The only recipe you will need for making idli and dosai batter at home. Recipe with step by step pictures and video.
Idli and Dosai Batter revisited I have already shared my trusty idli recipe and dosai recipe. However many of you have messaged me over the years for a trusty batter recipe that’s good for idlis as well as for dosai. I have tweaked the ratios of dal and rice of my idli recipe to arrive at this multi purpose idli and dosai batter. This is my go to recipe nowadays and is a no-fail foolproof batter that keeps good for about 5 days. If you are a first timer or a beginner, check these tips before you start.
Here are some of the products used in this recipe that may be useful for you. Idli Rice https://amzn.to/3i48pRK Wet Grinder https://amzn.to/3AHH9ju Idli Cloth https://amzn.to/3zH3Jrc Idli Cloth 2 – https://amzn.to/3AHHYsA Cast Iron Dosai Pan https://amzn.to/39CtWfU
Here is the video of how to make all purpose idli dosai batter in a wet grinder
Here is the step by step pictorial of how to make all purpose idli dosai batter in a wet grinder

This is an all purpose batter that is good for making idli as well as dosai. The quality of ingredients is of utmost importance. Use only parboiled rice and unpolished white whole urad dal for making the batter. Do not use split urad dal. Wash the rice 2-3 times in water until the water runs clear. Washing the rice is very important for the resulting idlis to be softer and whiter. Soak for 4 hours.
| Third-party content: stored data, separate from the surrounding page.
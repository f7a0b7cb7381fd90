//! Alert point records and their clustered form.

use chrono::NaiveDate;
use serde::{Deserialize, Serialize};
use serde_json::Value;
use std::collections::BTreeMap;

use crate::models::cluster::ClusterId;

/// One deforestation alert cell as delivered by the alerts source.
///
/// Identity is positional within a batch. Everything besides the coordinates,
/// date and confidence travels in `attributes` and is never interpreted by the
/// clustering core.
#[derive(Debug, Clone, PartialEq, Serialize, Deserialize)]
pub struct AlertRecord {
    pub longitude: f64,
    pub latitude: f64,

    #[serde(default, skip_serializing_if = "Option::is_none")]
    pub observed_at: Option<NaiveDate>,

    #[serde(default, skip_serializing_if = "Option::is_none")]
    pub confidence: Option<String>,

    /// Opaque pass-through attributes (owner, administrative name, ...)
    #[serde(default, flatten)]
    pub attributes: BTreeMap<String, Value>,
}

impl AlertRecord {
    pub fn new(longitude: f64, latitude: f64) -> Self {
        Self {
            longitude,
            latitude,
            observed_at: None,
            confidence: None,
            attributes: BTreeMap::new(),
        }
    }

    pub fn with_date(mut self, date: NaiveDate) -> Self {
        self.observed_at = Some(date);
        self
    }

    pub fn with_confidence(mut self, confidence: impl Into<String>) -> Self {
        self.confidence = Some(confidence.into());
        self
    }

    pub fn with_attribute(mut self, key: impl Into<String>, value: impl Into<Value>) -> Self {
        self.attributes.insert(key.into(), value.into());
        self
    }

    /// Look up a named field as text.
    ///
    /// `observed_at` (alias `date`) and `confidence` address the typed fields;
    /// any other name addresses `attributes`. JSON null reads as absent.
    pub fn field(&self, name: &str) -> Option<String> {
        match name {
            "observed_at" | "date" => self.observed_at.map(|d| d.to_string()),
            "confidence" => self.confidence.clone(),
            "longitude" => Some(format_coordinate(self.longitude)),
            "latitude" => Some(format_coordinate(self.latitude)),
            other => self.attributes.get(other).and_then(value_as_text),
        }
    }

    pub fn natural_key(&self) -> NaturalKey {
        NaturalKey {
            longitude: format_coordinate(self.longitude),
            latitude: format_coordinate(self.latitude),
            observed_at: self.observed_at.map(|d| d.to_string()).unwrap_or_default(),
        }
    }
}

/// Dedup key `(longitude, latitude, observed_at)` used when appending to a
/// previously published sheet.
#[derive(Debug, Clone, PartialEq, Eq, Hash, PartialOrd, Ord)]
pub struct NaturalKey {
    pub longitude: String,
    pub latitude: String,
    pub observed_at: String,
}

impl NaturalKey {
    /// Rebuild a key from cells read back from a sheet.
    ///
    /// Numeric cells may come back as JSON numbers or as text, so both are
    /// normalised through the same coordinate formatting used on write.
    pub fn from_cells(longitude: &Value, latitude: &Value, observed_at: &Value) -> Self {
        Self {
            longitude: normalize_coordinate_cell(longitude),
            latitude: normalize_coordinate_cell(latitude),
            observed_at: value_as_text(observed_at).unwrap_or_default(),
        }
    }
}

/// A record after clustering, carrying its cluster identity and area.
#[derive(Debug, Clone, PartialEq, Serialize)]
pub struct ClusteredRecord {
    #[serde(flatten)]
    pub record: AlertRecord,
    pub cluster_id: ClusterId,
    pub area_m2: f64,
    pub area_ha: f64,
    pub point_count_in_cluster: usize,
}

/// Parameters of one fetch from the alerts source
#[derive(Debug, Clone, PartialEq, Serialize, Deserialize)]
pub struct AlertQuery {
    /// Area of interest as a closed lon/lat ring
    pub aoi: Vec<[f64; 2]>,
    /// Inclusive start date
    pub start: NaiveDate,
    /// Inclusive end date
    pub end: NaiveDate,
}

pub fn format_coordinate(value: f64) -> String {
    format!("{}", value)
}

fn normalize_coordinate_cell(value: &Value) -> String {
    match value {
        Value::Number(n) => n.as_f64().map(format_coordinate).unwrap_or_else(|| n.to_string()),
        Value::String(s) => match s.trim().parse::<f64>() {
            Ok(v) => format_coordinate(v),
            Err(_) => s.trim().to_string(),
        },
        other => value_as_text(other).unwrap_or_default(),
    }
}

pub fn value_as_text(value: &Value) -> Option<String> {
    match value {
        Value::Null => None,
        Value::String(s) => Some(s.clone()),
        other => Some(other.to_string()),
    }
}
Wash the urad dal once and soak in water. Soak for 4 hours.

Soak the fenugreek seeds in 100ml water. We will use the same water while grinding too. Soak for 4 hours.

Grind fenugreek seeds along with the water used for soaking. Grind for five minutes. Grinding the fenugreek seeds separately contributes for a very fluffy batter.

Add the soaked and drained urad dal to the wet grinder. Remember the ground fenugreek is still lying in the grinder. Just dump the dal on top of it and add 100ml of water. The tip in grinding urad dal is to add the water slowly. If you add all of the water at once, it wont fluff up well. Add water in 3-4 intervals. The dal should fluff up and fill the grinder. It should have increased about 2-3 times of its original volume. Grind for at least 20-30 minutes. After 20-30 minutes, transfer the dal mixture into a bowl and set aside.

We use Idly Rice for making idly batter. Par boiled rice is the only way to go for idli. Its also called as Salem Rice in Tamilnadu. Grind the soaked and drained rice for 20-30 minutes until smooth.

Grind the aval / poha to a powder and add it to the grinder. Sprinkle the aval using a spoon. Do not dump at once as they may clump up. Adding aval will help in making the fluffiest idlis. Aval is an already cooked product. So it will help in better fermentation.

Add 400 ml – 500 ml water in two intervals while grinding. Depending on the age of the rice, you might need to add a little bit more water while grinding. Add extra water if the batter is very thick.

After 20-30 minutes, transfer the rice mixture to the bowl and set aside. The batter should be smooth but so slightly like sand.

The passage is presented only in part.